- PROBLEM TO SOLVE: Locate all lines in the data below that hold "delete" and show them.

- STUDY MATERIAL:
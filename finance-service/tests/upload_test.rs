mod common;

use common::{completion, spawn_app, statement_pdf, AI_API_KEY, AI_PATH};
use serde_json::{json, Value};
use wiremock::matchers::{body_partial_json, header, method, path};
use wiremock::{Mock, ResponseTemplate};

const STARBUCKS_CSV: &str = "2024-01-05,STARBUCKS,-4.50";

fn starbucks_reply() -> String {
    json!([{ "date": "2024-01-05", "description": "STARBUCKS", "amount": -4.50 }]).to_string()
}

#[tokio::test]
async fn csv_statement_is_extracted_and_saved() {
    let app = spawn_app().await;

    Mock::given(method("POST"))
        .and(path(AI_PATH))
        .and(header("authorization", format!("Bearer {}", AI_API_KEY).as_str()))
        .and(body_partial_json(json!({
            "model": "test/model",
            "response_format": { "type": "json_object" }
        })))
        .respond_with(ResponseTemplate::new(200).set_body_json(completion(&starbucks_reply())))
        .expect(1)
        .mount(&app.ai_server)
        .await;

    let response = app.upload("text/csv", STARBUCKS_CSV).await;

    assert_eq!(response.status(), 200);
    let body: Value = response.json().await.unwrap();
    assert_eq!(body, json!({ "success": true, "newTransactionsCount": 1 }));

    let transactions = app.transactions().await;
    assert_eq!(transactions.len(), 1);
    assert_eq!(transactions[0]["description"], "STARBUCKS");
    assert_eq!(transactions[0]["amount"], json!(-4.5));
    assert_eq!(transactions[0]["date"], "2024-01-05");
    assert!(transactions[0]["category_id"].is_null());

    let signature: String =
        sqlx::query_scalar("SELECT signature FROM transactions WHERE user_id = $1")
            .bind(&app.user_id)
            .fetch_one(&app.pool)
            .await
            .unwrap();
    assert_eq!(signature.len(), 64);
}

#[tokio::test]
async fn statement_text_is_sent_to_the_model() {
    let app = spawn_app().await;
    app.mock_ai_reply("[]").await;

    app.upload("text/csv", STARBUCKS_CSV).await;

    let requests = app.ai_server.received_requests().await.unwrap();
    assert_eq!(requests.len(), 1);
    let body: Value = serde_json::from_slice(&requests[0].body).unwrap();
    let prompt = body["messages"][0]["content"].as_str().unwrap();
    assert!(prompt.contains(STARBUCKS_CSV));
    assert_eq!(body["messages"][0]["role"], "user");
}

#[tokio::test]
async fn reuploading_the_same_statement_adds_nothing() {
    let app = spawn_app().await;
    app.mock_ai_reply(&starbucks_reply()).await;

    let first: Value = app.upload("text/csv", STARBUCKS_CSV).await.json().await.unwrap();
    let second: Value = app.upload("text/csv", STARBUCKS_CSV).await.json().await.unwrap();

    assert_eq!(first["newTransactionsCount"], 1);
    assert_eq!(second["newTransactionsCount"], 0);
    assert_eq!(app.transactions().await.len(), 1);
}

#[tokio::test]
async fn duplicates_differing_only_in_case_and_whitespace_are_collapsed() {
    let app = spawn_app().await;

    let inserted = app
        .seed_transactions(json!([
            { "date": "2024-01-05", "description": "STARBUCKS", "amount": -4.50 },
            { "date": "2024-01-05", "description": "  starbucks ", "amount": "-4.5" },
            { "date": "2024-01-06", "description": "PAYROLL", "amount": 2500 }
        ]))
        .await;

    assert_eq!(inserted, 2);
}

#[tokio::test]
async fn same_statement_for_two_users_is_saved_twice() {
    let app = spawn_app().await;
    app.mock_ai_reply(&starbucks_reply()).await;
    let other_user = format!("{}-other", app.user_id);

    let mine: Value = app.upload("text/csv", STARBUCKS_CSV).await.json().await.unwrap();
    let theirs: Value = app
        .upload_as(&other_user, "text/csv", STARBUCKS_CSV)
        .await
        .json()
        .await
        .unwrap();

    assert_eq!(mine["newTransactionsCount"], 1);
    assert_eq!(theirs["newTransactionsCount"], 1);
}

#[tokio::test]
async fn unsupported_file_type_is_rejected_before_ai_call() {
    let app = spawn_app().await;

    Mock::given(method("POST"))
        .and(path(AI_PATH))
        .respond_with(ResponseTemplate::new(200).set_body_json(completion("[]")))
        .expect(0)
        .mount(&app.ai_server)
        .await;

    let response = app.upload("image/png", vec![0x89, b'P', b'N', b'G']).await;

    assert_eq!(response.status(), 400);
    let body: Value = response.json().await.unwrap();
    assert!(body["error"].as_str().unwrap().contains("Unsupported file type"));

    let accounts: i64 = sqlx::query_scalar("SELECT COUNT(*) FROM accounts WHERE user_id = $1")
        .bind(&app.user_id)
        .fetch_one(&app.pool)
        .await
        .unwrap();
    assert_eq!(accounts, 0);
}

#[tokio::test]
async fn missing_identity_is_rejected_before_ai_call() {
    let app = spawn_app().await;

    Mock::given(method("POST"))
        .and(path(AI_PATH))
        .respond_with(ResponseTemplate::new(200).set_body_json(completion("[]")))
        .expect(0)
        .mount(&app.ai_server)
        .await;

    let part = reqwest::multipart::Part::bytes(STARBUCKS_CSV.as_bytes().to_vec())
        .file_name("statement.csv")
        .mime_str("text/csv")
        .unwrap();
    let response = app
        .client
        .post(format!("{}/transactions/upload", app.address))
        .multipart(reqwest::multipart::Form::new().part("statement", part))
        .send()
        .await
        .unwrap();

    assert_eq!(response.status(), 401);
}

#[tokio::test]
async fn missing_file_is_a_bad_request() {
    let app = spawn_app().await;

    let response = app
        .client
        .post(format!("{}/transactions/upload", app.address))
        .header("X-User-ID", &app.user_id)
        .multipart(reqwest::multipart::Form::new().text("note", "no file here"))
        .send()
        .await
        .unwrap();

    assert_eq!(response.status(), 400);
    let body: Value = response.json().await.unwrap();
    assert_eq!(body["error"], "No file provided.");
}

#[tokio::test]
async fn empty_extraction_reports_zero() {
    let app = spawn_app().await;
    app.mock_ai_reply("[]").await;

    let response = app.upload("text/csv", "Statement period: January").await;

    assert_eq!(response.status(), 200);
    let body: Value = response.json().await.unwrap();
    assert_eq!(body["newTransactionsCount"], 0);
}

#[tokio::test]
async fn reply_wrapped_in_object_is_accepted() {
    let app = spawn_app().await;
    app.mock_ai_reply(
        &json!({
            "transactions": [
                { "date": "2024-03-01", "description": "RENT", "amount": -1200 },
                { "date": "2024-03-02", "description": "SALARY", "amount": 3000 }
            ]
        })
        .to_string(),
    )
    .await;

    let body: Value = app.upload("text/csv", "rent and salary").await.json().await.unwrap();

    assert_eq!(body["newTransactionsCount"], 2);
}

#[tokio::test]
async fn reply_without_array_fails_the_upload() {
    let app = spawn_app().await;
    app.mock_ai_reply(r#"{"message": "no transactions found"}"#).await;

    let response = app.upload("text/csv", STARBUCKS_CSV).await;

    assert_eq!(response.status(), 500);
    let body: Value = response.json().await.unwrap();
    assert!(body["error"]
        .as_str()
        .unwrap()
        .starts_with("Upload failed: Failed to process statement with AI"));
    assert!(app.transactions().await.is_empty());
}

#[tokio::test]
async fn ai_error_status_fails_the_upload_without_retry() {
    let app = spawn_app().await;

    Mock::given(method("POST"))
        .and(path(AI_PATH))
        .respond_with(ResponseTemplate::new(503).set_body_string("overloaded"))
        .expect(1)
        .mount(&app.ai_server)
        .await;

    let response = app.upload("text/csv", STARBUCKS_CSV).await;

    assert_eq!(response.status(), 500);
}

#[tokio::test]
async fn empty_ai_content_fails_the_upload() {
    let app = spawn_app().await;
    app.mock_ai_reply("").await;

    let response = app.upload("text/csv", STARBUCKS_CSV).await;

    assert_eq!(response.status(), 500);
    let body: Value = response.json().await.unwrap();
    assert!(body["error"].as_str().unwrap().contains("empty response"));
}

#[tokio::test]
async fn default_account_is_created_once() {
    let app = spawn_app().await;
    app.mock_ai_reply(&starbucks_reply()).await;

    app.upload("text/csv", STARBUCKS_CSV).await;
    app.upload("text/csv", STARBUCKS_CSV).await;

    let (count, name, account_type): (i64, String, String) = sqlx::query_as(
        "SELECT COUNT(*) OVER (), name, account_type FROM accounts WHERE user_id = $1",
    )
    .bind(&app.user_id)
    .fetch_one(&app.pool)
    .await
    .unwrap();

    assert_eq!(count, 1);
    assert_eq!(name, "Default Account");
    assert_eq!(account_type, "checking");
}

#[tokio::test]
async fn pdf_and_csv_with_the_same_text_persist_the_same_rows() {
    let app = spawn_app().await;
    app.mock_ai_reply(&starbucks_reply()).await;

    let pdf = app.upload("application/pdf", statement_pdf(STARBUCKS_CSV)).await;
    assert_eq!(pdf.status(), 200);
    let pdf: Value = pdf.json().await.unwrap();
    let csv: Value = app.upload("text/csv", STARBUCKS_CSV).await.json().await.unwrap();

    assert_eq!(pdf, json!({ "success": true, "newTransactionsCount": 1 }));
    assert_eq!(csv["newTransactionsCount"], 0);

    let requests = app.ai_server.received_requests().await.unwrap();
    assert_eq!(requests.len(), 2);
    let body: Value = serde_json::from_slice(&requests[0].body).unwrap();
    let prompt = body["messages"][0]["content"].as_str().unwrap();
    assert!(prompt.contains("STARBUCKS"));

    let transactions = app.transactions().await;
    assert_eq!(transactions.len(), 1);
    assert_eq!(transactions[0]["description"], "STARBUCKS");
}

#[tokio::test]
async fn out_of_range_amount_is_skipped_and_the_rest_is_saved() {
    let app = spawn_app().await;

    let inserted = app
        .seed_transactions(json!([
            { "date": "2024-01-05", "description": "STARBUCKS", "amount": -4.50 },
            { "date": "2024-01-05", "description": "GARBLED", "amount": "123456789012345678" }
        ]))
        .await;

    assert_eq!(inserted, 1);
    let transactions = app.transactions().await;
    assert_eq!(transactions.len(), 1);
    assert_eq!(transactions[0]["description"], "STARBUCKS");
}

#[tokio::test]
async fn nul_bytes_in_descriptions_do_not_fail_the_upload() {
    let app = spawn_app().await;

    let inserted = app
        .seed_transactions(json!([
            { "date": "2024-01-05", "description": "STARBUCKS", "amount": -4.50 },
            { "date": "2024-01-06", "description": "CAFE\u{0}X", "amount": -3 }
        ]))
        .await;

    assert_eq!(inserted, 2);
    let mut descriptions: Vec<String> = app
        .transactions()
        .await
        .iter()
        .map(|tx| tx["description"].as_str().unwrap().to_string())
        .collect();
    descriptions.sort();
    assert_eq!(descriptions, vec!["CAFEX", "STARBUCKS"]);
}

#[tokio::test]
async fn non_multipart_upload_gets_a_json_error() {
    let app = spawn_app().await;
    app.mock_ai_reply("[]").await;

    let response = app
        .client
        .post(format!("{}/transactions/upload", app.address))
        .header("X-User-ID", &app.user_id)
        .json(&json!({ "statement": STARBUCKS_CSV }))
        .send()
        .await
        .unwrap();

    assert_eq!(response.status(), 400);
    let body: Value = response.json().await.unwrap();
    assert!(body["error"]
        .as_str()
        .unwrap()
        .starts_with("Expected a multipart upload"));
    assert!(app.ai_server.received_requests().await.unwrap().is_empty());
}
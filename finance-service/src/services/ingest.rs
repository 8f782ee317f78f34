//! Statement ingestion: file → text → candidates → default account → new rows.
//!
//! Steps run strictly in order and the first failure aborts the upload.
//! Nothing is written before the final step, which commits atomically.

use crate::services::database::Database;
use crate::services::error::IngestError;
use crate::services::extraction::TransactionExtractor;
use crate::services::file_parser::{parse_statement, StatementFormat};
use crate::services::metrics;
use bytes::Bytes;
use service_core::error::AppError;
use std::sync::Arc;
use tracing::{info, instrument};

#[derive(Debug, Clone, Copy, PartialEq, Eq)]
pub struct IngestOutcome {
    pub format: StatementFormat,
    /// Candidates the model returned after validation.
    pub extracted: usize,
    /// Rows actually inserted.
    pub inserted: u64,
}

#[derive(Clone)]
pub struct StatementIngestor {
    db: Arc<Database>,
    extractor: TransactionExtractor,
}

impl StatementIngestor {
    pub fn new(db: Arc<Database>, extractor: TransactionExtractor) -> Self {
        Self { db, extractor }
    }

    #[instrument(skip(self, data), fields(user_id = %user_id, mime_type = %mime_type, size = data.len()))]
    pub async fn ingest(
        &self,
        user_id: &str,
        mime_type: &str,
        data: Bytes,
    ) -> Result<IngestOutcome, IngestError> {
        let format = match StatementFormat::from_mime(mime_type) {
            Ok(format) => format,
            Err(e) => {
                record_failure("unknown", &e);
                return Err(e);
            }
        };

        match self.run(user_id, format, data).await {
            Ok(outcome) => {
                metrics::record_statement_upload(format.as_str(), "success");
                info!(
                    format = format.as_str(),
                    extracted = outcome.extracted,
                    inserted = outcome.inserted,
                    "Statement ingested"
                );
                Ok(outcome)
            }
            Err(e) => {
                record_failure(format.as_str(), &e);
                Err(e)
            }
        }
    }

    async fn run(
        &self,
        user_id: &str,
        format: StatementFormat,
        data: Bytes,
    ) -> Result<IngestOutcome, IngestError> {
        let text = parse_statement(format, data).await?;
        let candidates = self.extractor.extract(&text).await?;

        let account = self
            .db
            .find_or_create_default_account(user_id)
            .await
            .map_err(persistence_failure)?;

        let inserted = self
            .db
            .save_new_transactions(user_id, account.account_id, &candidates)
            .await
            .map_err(persistence_failure)?;

        Ok(IngestOutcome {
            format,
            extracted: candidates.len(),
            inserted,
        })
    }
}

fn record_failure(format: &str, err: &IngestError) {
    metrics::record_statement_upload(format, err.kind());
    metrics::record_error(err.kind());
    tracing::warn!(error = %err, kind = err.kind(), "Statement ingestion failed");
}

/// Database detail stays in the logs; the caller gets a generic reason.
fn persistence_failure(err: AppError) -> IngestError {
    tracing::error!(error = %err, "Persisting statement failed");
    IngestError::PersistenceFailure("the database rejected the statement".to_string())
}
//! Errors raised by the statement ingestion pipeline.

use service_core::error::AppError;
use thiserror::Error;

#[derive(Debug, Error)]
pub enum IngestError {
    #[error("Unsupported file type '{0}'. Please upload a PDF or CSV.")]
    UnsupportedFileType(String),

    #[error("Could not read statement file: {0}")]
    UnreadableFile(String),

    #[error("Failed to process statement with AI: {0}")]
    ExtractionFailure(String),

    #[error("Failed to save transactions: {0}")]
    PersistenceFailure(String),
}

impl IngestError {
    /// Stable label for metrics.
    pub fn kind(&self) -> &'static str {
        match self {
            IngestError::UnsupportedFileType(_) => "unsupported_file_type",
            IngestError::UnreadableFile(_) => "unreadable_file",
            IngestError::ExtractionFailure(_) => "extraction_failure",
            IngestError::PersistenceFailure(_) => "persistence_failure",
        }
    }
}

impl From<IngestError> for AppError {
    fn from(err: IngestError) -> Self {
        match err {
            IngestError::UnsupportedFileType(_) | IngestError::UnreadableFile(_) => {
                AppError::BadRequest(anyhow::anyhow!(err.to_string()))
            }
            IngestError::ExtractionFailure(_) | IngestError::PersistenceFailure(_) => {
                AppError::ProcessingFailed(err.to_string())
            }
        }
    }
}
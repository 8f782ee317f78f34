//! Common test utilities for finance-service integration tests.
//!
//! Requires a PostgreSQL database in `TEST_DATABASE_URL`. The AI endpoint is
//! replaced by a `wiremock` server per test app.

use finance_service::config::{AiConfig, DatabaseConfig, FinanceConfig, UploadConfig};
use finance_service::startup::Application;
use secrecy::Secret;
use serde_json::{json, Value};
use service_core::config::Config as CommonConfig;
use sqlx::PgPool;
use std::sync::Once;
use uuid::Uuid;
use wiremock::matchers::{method, path};
use wiremock::{Mock, MockServer, ResponseTemplate};

static INIT: Once = Once::new();

pub const AI_PATH: &str = "/v1/chat/completions";
pub const AI_API_KEY: &str = "test-ai-key";

/// Initialize tracing for tests (only once).
pub fn init_tracing() {
    INIT.call_once(|| {
        tracing_subscriber::fmt()
            .with_env_filter("info,finance_service=debug,sqlx=warn")
            .with_test_writer()
            .try_init()
            .ok();
    });
}

fn test_config(ai_api_url: String) -> FinanceConfig {
    let database_url = std::env::var("TEST_DATABASE_URL")
        .expect("TEST_DATABASE_URL must be set to a PostgreSQL database for integration tests");

    FinanceConfig {
        common: CommonConfig { port: 0 },
        service_name: "finance-service-test".to_string(),
        log_level: "debug".to_string(),
        otlp_endpoint: None,
        database: DatabaseConfig {
            url: database_url,
            max_connections: 2,
            min_connections: 1,
        },
        ai: AiConfig {
            api_url: ai_api_url,
            api_key: Secret::new(AI_API_KEY.to_string()),
            model: "test/model".to_string(),
            timeout_secs: 10,
        },
        upload: UploadConfig {
            max_bytes: 1024 * 1024,
        },
    }
}

/// Test application wrapper.
#[allow(dead_code)]
pub struct TestApp {
    pub address: String,
    pub port: u16,
    pub client: reqwest::Client,
    pub pool: PgPool,
    pub ai_server: MockServer,
    /// Fresh identity per test so tests never see each other's rows.
    pub user_id: String,
}

/// Spawn the application on a random port against a mocked AI endpoint.
pub async fn spawn_app() -> TestApp {
    init_tracing();

    let ai_server = MockServer::start().await;
    let config = test_config(format!("{}{}", ai_server.uri(), AI_PATH));

    let app = Application::build(config)
        .await
        .expect("Failed to build application");

    let port = app.port();
    let pool = app.db().pool().clone();

    tokio::spawn(async move {
        app.run_until_stopped().await.ok();
    });

    let address = format!("http://127.0.0.1:{}", port);
    let client = reqwest::Client::new();

    // Wait for the listener to accept requests.
    let mut attempts = 0;
    while client
        .get(format!("{}/health", address))
        .send()
        .await
        .is_err()
    {
        attempts += 1;
        assert!(attempts < 20, "Server did not start");
        tokio::time::sleep(tokio::time::Duration::from_millis(50)).await;
    }

    TestApp {
        address,
        port,
        client,
        pool,
        ai_server,
        user_id: format!("test-user-{}", Uuid::new_v4()),
    }
}

/// Chat-completion envelope whose first choice carries `content`.
pub fn completion(content: &str) -> Value {
    json!({
        "id": "gen-test",
        "model": "test/model",
        "choices": [{
            "index": 0,
            "message": { "role": "assistant", "content": content },
            "finish_reason": "stop"
        }],
        "usage": { "prompt_tokens": 120, "completion_tokens": 40 }
    })
}

/// Minimal one-page PDF that draws `text` in Helvetica.
///
/// `text` must not contain parentheses or backslashes.
#[allow(dead_code)]
pub fn statement_pdf(text: &str) -> Vec<u8> {
    let content = format!("BT /F1 12 Tf 72 720 Td ({}) Tj ET", text);
    let objects = [
        "<< /Type /Catalog /Pages 2 0 R >>".to_string(),
        "<< /Type /Pages /Kids [3 0 R] /Count 1 >>".to_string(),
        "<< /Type /Page /Parent 2 0 R /MediaBox [0 0 612 792] \
         /Resources << /Font << /F1 5 0 R >> >> /Contents 4 0 R >>"
            .to_string(),
        format!(
            "<< /Length {} >>\nstream\n{}\nendstream",
            content.len(),
            content
        ),
        "<< /Type /Font /Subtype /Type1 /BaseFont /Helvetica >>".to_string(),
    ];

    let mut pdf = b"%PDF-1.4\n".to_vec();
    let mut offsets = Vec::with_capacity(objects.len());
    for (index, object) in objects.iter().enumerate() {
        offsets.push(pdf.len());
        pdf.extend_from_slice(format!("{} 0 obj\n{}\nendobj\n", index + 1, object).as_bytes());
    }

    let xref_offset = pdf.len();
    let mut xref = format!("xref\n0 {}\n0000000000 65535 f \n", objects.len() + 1);
    for offset in offsets {
        xref.push_str(&format!("{:010} 00000 n \n", offset));
    }
    xref.push_str(&format!(
        "trailer\n<< /Size {} /Root 1 0 R >>\nstartxref\n{}\n%%EOF\n",
        objects.len() + 1,
        xref_offset
    ));
    pdf.extend_from_slice(xref.as_bytes());
    pdf
}

#[allow(dead_code)]
impl TestApp {
    /// Make every AI call answer with `content`, replacing earlier mocks.
    pub async fn mock_ai_reply(&self, content: &str) {
        self.ai_server.reset().await;
        Mock::given(method("POST"))
            .and(path(AI_PATH))
            .respond_with(ResponseTemplate::new(200).set_body_json(completion(content)))
            .mount(&self.ai_server)
            .await;
    }

    pub async fn upload(&self, mime_type: &str, body: impl Into<Vec<u8>>) -> reqwest::Response {
        self.upload_as(&self.user_id, mime_type, body).await
    }

    pub async fn upload_as(
        &self,
        user_id: &str,
        mime_type: &str,
        body: impl Into<Vec<u8>>,
    ) -> reqwest::Response {
        let part = reqwest::multipart::Part::bytes(body.into())
            .file_name("statement")
            .mime_str(mime_type)
            .expect("Invalid mime type");
        let form = reqwest::multipart::Form::new().part("statement", part);

        self.client
            .post(format!("{}/transactions/upload", self.address))
            .header("X-User-ID", user_id)
            .multipart(form)
            .send()
            .await
            .expect("Failed to execute upload request")
    }

    /// Upload a CSV whose extraction yields `transactions` (a JSON array).
    /// Returns the reported new-transaction count.
    pub async fn seed_transactions(&self, transactions: Value) -> u64 {
        self.mock_ai_reply(&transactions.to_string()).await;
        let csv = format!("statement {}", Uuid::new_v4());
        let response = self.upload("text/csv", csv).await;
        assert_eq!(response.status(), 200);
        let body: Value = response.json().await.expect("Invalid upload response");
        body["newTransactionsCount"].as_u64().expect("Missing count")
    }

    pub async fn get(&self, route: &str) -> reqwest::Response {
        self.client
            .get(format!("{}{}", self.address, route))
            .header("X-User-ID", &self.user_id)
            .send()
            .await
            .expect("Failed to execute request")
    }

    pub async fn post_json(&self, route: &str, body: &Value) -> reqwest::Response {
        self.client
            .post(format!("{}{}", self.address, route))
            .header("X-User-ID", &self.user_id)
            .json(body)
            .send()
            .await
            .expect("Failed to execute request")
    }

    pub async fn patch_json(&self, route: &str, body: &Value) -> reqwest::Response {
        self.client
            .patch(format!("{}{}", self.address, route))
            .header("X-User-ID", &self.user_id)
            .json(body)
            .send()
            .await
            .expect("Failed to execute request")
    }

    pub async fn delete(&self, route: &str) -> reqwest::Response {
        self.client
            .delete(format!("{}{}", self.address, route))
            .header("X-User-ID", &self.user_id)
            .send()
            .await
            .expect("Failed to execute request")
    }

    /// Create a category and return its id.
    pub async fn create_category(&self, name: &str) -> String {
        let response = self.post_json("/categories", &json!({ "name": name })).await;
        assert_eq!(response.status(), 201);
        let body: Value = response.json().await.expect("Invalid category response");
        body["category_id"]
            .as_str()
            .expect("Missing category_id")
            .to_string()
    }

    /// All of the user's transactions, newest first.
    pub async fn transactions(&self) -> Vec<Value> {
        let body: Value = self
            .get("/transactions?page_size=200")
            .await
            .json()
            .await
            .expect("Invalid transaction list");
        body["transactions"]
            .as_array()
            .cloned()
            .expect("Missing transactions")
    }
}
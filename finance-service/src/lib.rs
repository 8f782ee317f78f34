//! Finance Service - statement ingestion, categories, budgets and spending
//! summaries for personal finance.

pub mod config;
pub mod dtos;
pub mod handlers;
pub mod middleware;
pub mod models;
pub mod services;
pub mod startup;
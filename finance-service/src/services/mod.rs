//! Services module for finance-service.

pub mod database;
pub mod dedup;
pub mod error;
pub mod extraction;
pub mod file_parser;
pub mod ingest;
pub mod metrics;
pub mod providers;

pub use database::Database;
pub use error::IngestError;
pub use extraction::TransactionExtractor;
pub use file_parser::StatementFormat;
pub use ingest::{IngestOutcome, StatementIngestor};
pub use metrics::{get_metrics, init_metrics};
pub use providers::{CompletionProvider, OpenRouterProvider};
//! Transaction fingerprints and candidate filtering.
//!
//! A signature is the SHA-256 of `date-amount-description` where the date is
//! `YYYY-MM-DD`, the amount is in normalized decimal form (`-4.50` and
//! `-4.5` agree) and the description is trimmed and lowercased. Two
//! statement lines with the same signature are the same transaction for a
//! given user.

use crate::models::{NewTransaction, ParsedTransaction};
use sha2::{Digest, Sha256};
use std::collections::HashSet;
use uuid::Uuid;

/// Deterministic fingerprint of a transaction's content.
pub fn transaction_signature(tx: &ParsedTransaction) -> String {
    let payload = format!(
        "{}-{}-{}",
        tx.date.format("%Y-%m-%d"),
        tx.amount.normalize(),
        tx.description.trim().to_lowercase()
    );
    hex::encode(Sha256::digest(payload.as_bytes()))
}

/// Fingerprint candidates and attach ownership. Candidates that repeat a
/// signature already seen in the same batch are dropped; the first wins.
pub fn prepare_new_transactions(
    candidates: &[ParsedTransaction],
    user_id: &str,
    account_id: Uuid,
) -> Vec<NewTransaction> {
    let mut seen = HashSet::with_capacity(candidates.len());

    candidates
        .iter()
        .filter_map(|tx| {
            let signature = transaction_signature(tx);
            if !seen.insert(signature.clone()) {
                return None;
            }
            Some(NewTransaction {
                transaction_id: Uuid::new_v4(),
                user_id: user_id.to_string(),
                account_id,
                transaction_date: tx.date,
                description: tx.description.trim().to_string(),
                amount: tx.amount,
                signature,
            })
        })
        .collect()
}

/// Keep only candidates whose signature is not in `existing`.
pub fn drop_existing(
    candidates: Vec<NewTransaction>,
    existing: &HashSet<String>,
) -> Vec<NewTransaction> {
    candidates
        .into_iter()
        .filter(|tx| !existing.contains(&tx.signature))
        .collect()
}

- SOLUTION TO THE PROBLEM:
    pub async fn delete(&self, route: &str) -> reqwest::Response {
            .delete(format!("{}{}", self.address, route))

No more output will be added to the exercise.